* TASK TO COMPLETE
Please copy out the records that follow exactly as they stand.

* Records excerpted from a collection
::::::::::
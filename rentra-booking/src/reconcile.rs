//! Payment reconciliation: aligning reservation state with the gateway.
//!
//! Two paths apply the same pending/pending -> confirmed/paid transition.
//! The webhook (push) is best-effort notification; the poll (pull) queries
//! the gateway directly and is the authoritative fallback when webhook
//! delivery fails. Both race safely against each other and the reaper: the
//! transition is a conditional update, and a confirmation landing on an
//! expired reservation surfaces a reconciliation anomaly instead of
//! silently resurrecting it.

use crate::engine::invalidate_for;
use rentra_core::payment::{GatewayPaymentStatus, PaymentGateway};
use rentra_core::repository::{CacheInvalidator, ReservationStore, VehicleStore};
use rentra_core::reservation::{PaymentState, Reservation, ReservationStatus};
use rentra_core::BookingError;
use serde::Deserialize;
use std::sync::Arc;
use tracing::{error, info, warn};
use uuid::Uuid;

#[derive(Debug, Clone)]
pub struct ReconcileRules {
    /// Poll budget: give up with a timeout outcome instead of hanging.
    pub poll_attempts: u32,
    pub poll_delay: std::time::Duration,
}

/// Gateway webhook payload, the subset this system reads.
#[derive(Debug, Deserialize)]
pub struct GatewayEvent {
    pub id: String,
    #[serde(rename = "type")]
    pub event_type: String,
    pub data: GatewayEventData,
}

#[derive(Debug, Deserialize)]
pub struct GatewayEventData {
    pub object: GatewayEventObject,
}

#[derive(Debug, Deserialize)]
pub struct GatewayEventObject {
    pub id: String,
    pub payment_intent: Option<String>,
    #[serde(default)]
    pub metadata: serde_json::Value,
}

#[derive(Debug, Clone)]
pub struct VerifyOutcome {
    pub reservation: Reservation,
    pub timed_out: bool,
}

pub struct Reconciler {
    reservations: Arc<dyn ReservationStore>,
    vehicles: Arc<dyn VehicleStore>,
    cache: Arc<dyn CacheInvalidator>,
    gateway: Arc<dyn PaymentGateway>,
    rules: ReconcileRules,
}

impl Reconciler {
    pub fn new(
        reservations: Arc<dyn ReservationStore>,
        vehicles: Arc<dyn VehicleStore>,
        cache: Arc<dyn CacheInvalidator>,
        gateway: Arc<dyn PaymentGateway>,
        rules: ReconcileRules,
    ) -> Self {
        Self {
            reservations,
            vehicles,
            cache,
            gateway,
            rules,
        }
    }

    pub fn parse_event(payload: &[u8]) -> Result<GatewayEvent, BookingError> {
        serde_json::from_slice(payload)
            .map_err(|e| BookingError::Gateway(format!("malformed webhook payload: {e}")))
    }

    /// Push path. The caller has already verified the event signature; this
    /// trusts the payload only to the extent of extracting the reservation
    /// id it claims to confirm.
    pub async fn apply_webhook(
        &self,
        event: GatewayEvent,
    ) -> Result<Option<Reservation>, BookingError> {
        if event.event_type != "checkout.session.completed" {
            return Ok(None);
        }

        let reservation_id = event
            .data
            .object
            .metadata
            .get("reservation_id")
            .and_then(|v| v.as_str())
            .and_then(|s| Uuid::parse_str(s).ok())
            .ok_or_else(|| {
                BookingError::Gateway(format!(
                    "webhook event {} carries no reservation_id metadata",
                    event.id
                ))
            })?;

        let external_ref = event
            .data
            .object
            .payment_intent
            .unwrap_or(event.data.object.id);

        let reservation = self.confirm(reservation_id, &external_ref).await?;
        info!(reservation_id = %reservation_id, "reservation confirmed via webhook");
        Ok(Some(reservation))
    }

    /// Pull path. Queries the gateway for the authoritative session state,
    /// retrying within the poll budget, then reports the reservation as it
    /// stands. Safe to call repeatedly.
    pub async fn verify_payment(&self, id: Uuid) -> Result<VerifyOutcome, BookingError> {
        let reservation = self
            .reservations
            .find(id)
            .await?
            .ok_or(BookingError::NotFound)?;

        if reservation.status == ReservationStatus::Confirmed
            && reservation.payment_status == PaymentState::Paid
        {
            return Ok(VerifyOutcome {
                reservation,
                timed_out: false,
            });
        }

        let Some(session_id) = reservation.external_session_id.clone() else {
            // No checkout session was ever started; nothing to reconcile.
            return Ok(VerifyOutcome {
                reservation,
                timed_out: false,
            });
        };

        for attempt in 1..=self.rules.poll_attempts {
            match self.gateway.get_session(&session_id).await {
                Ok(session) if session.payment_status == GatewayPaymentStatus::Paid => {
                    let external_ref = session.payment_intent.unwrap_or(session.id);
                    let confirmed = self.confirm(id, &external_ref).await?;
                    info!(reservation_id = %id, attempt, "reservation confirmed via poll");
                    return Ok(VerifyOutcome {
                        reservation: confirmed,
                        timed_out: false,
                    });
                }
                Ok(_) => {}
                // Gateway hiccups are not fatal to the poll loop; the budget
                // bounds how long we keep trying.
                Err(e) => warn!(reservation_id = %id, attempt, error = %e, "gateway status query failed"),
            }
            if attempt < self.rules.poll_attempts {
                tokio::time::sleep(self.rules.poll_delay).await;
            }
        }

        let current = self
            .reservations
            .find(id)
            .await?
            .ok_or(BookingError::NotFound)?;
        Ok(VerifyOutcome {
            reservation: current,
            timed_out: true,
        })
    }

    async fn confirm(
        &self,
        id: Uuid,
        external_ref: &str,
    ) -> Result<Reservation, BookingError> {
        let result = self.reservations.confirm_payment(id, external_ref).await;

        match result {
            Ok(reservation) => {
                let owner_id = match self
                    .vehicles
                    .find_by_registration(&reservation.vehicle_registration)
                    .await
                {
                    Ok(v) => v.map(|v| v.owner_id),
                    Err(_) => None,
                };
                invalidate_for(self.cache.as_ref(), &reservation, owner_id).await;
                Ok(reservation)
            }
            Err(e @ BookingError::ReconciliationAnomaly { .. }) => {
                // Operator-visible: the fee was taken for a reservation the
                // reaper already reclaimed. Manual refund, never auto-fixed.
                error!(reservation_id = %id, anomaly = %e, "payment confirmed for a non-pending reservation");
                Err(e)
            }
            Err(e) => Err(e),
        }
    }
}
::::::::::
* COMPLETED TASK
filename rentra-booking/src/reconcile.rs
//! Payment reconciliation: aligning reservation state with the gateway.
//!
//! Two paths apply the same pending/pending -> confirmed/paid transition.
//! The webhook (push) is best-effort notification; the poll (pull) queries
//! the gateway directly and is the authoritative fallback when webhook
//! delivery fails. Both race safely against each other and the reaper: the
//! transition is a conditional update, and a confirmation landing on an
//! expired reservation surfaces a reconciliation anomaly instead of
//! silently resurrecting it.

use crate::engine::invalidate_for;
use rentra_core::payment::{GatewayPaymentStatus, PaymentGateway};
use rentra_core::repository::{CacheInvalidator, ReservationStore, VehicleStore};
use rentra_core::reservation::{PaymentState, Reservation, ReservationStatus};
use rentra_core::BookingError;
use serde::Deserialize;
use std::sync::Arc;
use tracing::{error, info, warn};
use uuid::Uuid;

#[derive(Debug, Clone)]
pub struct ReconcileRules {
    /// Poll budget: give up with a timeout outcome instead of hanging.
    pub poll_attempts: u32,
    pub poll_delay: std::time::Duration,
}

/// Gateway webhook payload, the subset this system reads.
#[derive(Debug, Deserialize)]
pub struct GatewayEvent {
    pub id: String,
    #[serde(rename = "type")]
    pub event_type: String,
    pub data: GatewayEventData,
}

#[derive(Debug, Deserialize)]
pub struct GatewayEventData {
    pub object: GatewayEventObject,
}

#[derive(Debug, Deserialize)]
pub struct GatewayEventObject {
    pub id: String,
    pub payment_intent: Option<String>,
    #[serde(default)]
    pub metadata: serde_json::Value,
}

#[derive(Debug, Clone)]
pub struct VerifyOutcome {
    pub reservation: Reservation,
    pub timed_out: bool,
}

pub struct Reconciler {
    reservations: Arc<dyn ReservationStore>,
    vehicles: Arc<dyn VehicleStore>,
    cache: Arc<dyn CacheInvalidator>,
    gateway: Arc<dyn PaymentGateway>,
    rules: ReconcileRules,
}

impl Reconciler {
    pub fn new(
        reservations: Arc<dyn ReservationStore>,
        vehicles: Arc<dyn VehicleStore>,
        cache: Arc<dyn CacheInvalidator>,
        gateway: Arc<dyn PaymentGateway>,
        rules: ReconcileRules,
    ) -> Self {
        Self {
            reservations,
            vehicles,
            cache,
            gateway,
            rules,
        }
    }

    pub fn parse_event(payload: &[u8]) -> Result<GatewayEvent, BookingError> {
        serde_json::from_slice(payload)
            .map_err(|e| BookingError::Gateway(format!("malformed webhook payload: {e}")))
    }

    /// Push path. The caller has already verified the event signature; this
    /// trusts the payload only to the extent of extracting the reservation
    /// id it claims to confirm.
    pub async fn apply_webhook(
        &self,
        event: GatewayEvent,
    ) -> Result<Option<Reservation>, BookingError> {
        if event.event_type != "checkout.session.completed" {
            return Ok(None);
        }

        let reservation_id = event
            .data
            .object
            .metadata
            .get("reservation_id")
            .and_then(|v| v.as_str())
            .and_then(|s| Uuid::parse_str(s).ok())
            .ok_or_else(|| {
                BookingError::Gateway(format!(
                    "webhook event {} carries no reservation_id metadata",
                    event.id
                ))
            })?;

        let external_ref = event
            .data
            .object
            .payment_intent
            .unwrap_or(event.data.object.id);

        let reservation = self.confirm(reservation_id, &external_ref).await?;
        info!(reservation_id = %reservation_id, "reservation confirmed via webhook");
        Ok(Some(reservation))
    }

    /// Pull path. Queries the gateway for the authoritative session state,
    /// retrying within the poll budget, then reports the reservation as it
    /// stands. Safe to call repeatedly.
    pub async fn verify_payment(&self, id: Uuid) -> Result<VerifyOutcome, BookingError> {
        let reservation = self
            .reservations
            .find(id)
            .await?
            .ok_or(BookingError::NotFound)?;

        if reservation.status == ReservationStatus::Confirmed
            && reservation.payment_status == PaymentState::Paid
        {
            return Ok(VerifyOutcome {
                reservation,
                timed_out: false,
            });
        }

        let Some(session_id) = reservation.external_session_id.clone() else {
            // No checkout session was ever started; nothing to reconcile.
            return Ok(VerifyOutcome {
                reservation,
                timed_out: false,
            });
        };

        for attempt in 1..=self.rules.poll_attempts {
            match self.gateway.get_session(&session_id).await {
                Ok(session) if session.payment_status == GatewayPaymentStatus::Paid => {
                    let external_ref = session.payment_intent.unwrap_or(session.id);
                    let confirmed = self.confirm(id, &external_ref).await?;
                    info!(reservation_id = %id, attempt, "reservation confirmed via poll");
                    return Ok(VerifyOutcome {
                        reservation: confirmed,
                        timed_out: false,
                    });
                }
                Ok(_) => {}
                // Gateway hiccups are not fatal to the poll loop; the budget
                // bounds how long we keep trying.
                Err(e) => warn!(reservation_id = %id, attempt, error = %e, "gateway status query failed"),
            }
            if attempt < self.rules.poll_attempts {
                tokio::time::sleep(self.rules.poll_delay).await;
            }
        }

        let current = self
            .reservations
            .find(id)
            .await?
            .ok_or(BookingError::NotFound)?;
        Ok(VerifyOutcome {
            reservation: current,
            timed_out: true,
        })
    }

    async fn confirm(
        &self,
        id: Uuid,
        external_ref: &str,
    ) -> Result<Reservation, BookingError> {
        let result = self.reservations.confirm_payment(id, external_ref).await;

        match result {
            Ok(reservation) => {
                let owner_id = match self
                    .vehicles
                    .find_by_registration(&reservation.vehicle_registration)
                    .await
                {
                    Ok(v) => v.map(|v| v.owner_id),
                    Err(_) => None,
                };
                invalidate_for(self.cache.as_ref(), &reservation, owner_id).await;
                Ok(reservation)
            }
            Err(e @ BookingError::ReconciliationAnomaly { .. }) => {
                // Operator-visible: the fee was taken for a reservation the
                // reaper already reclaimed. Manual refund, never auto-fixed.
                error!(reservation_id = %id, anomaly = %e, "payment confirmed for a non-pending reservation");
                Err(e)
            }
            Err(e) => Err(e),
        }
    }
}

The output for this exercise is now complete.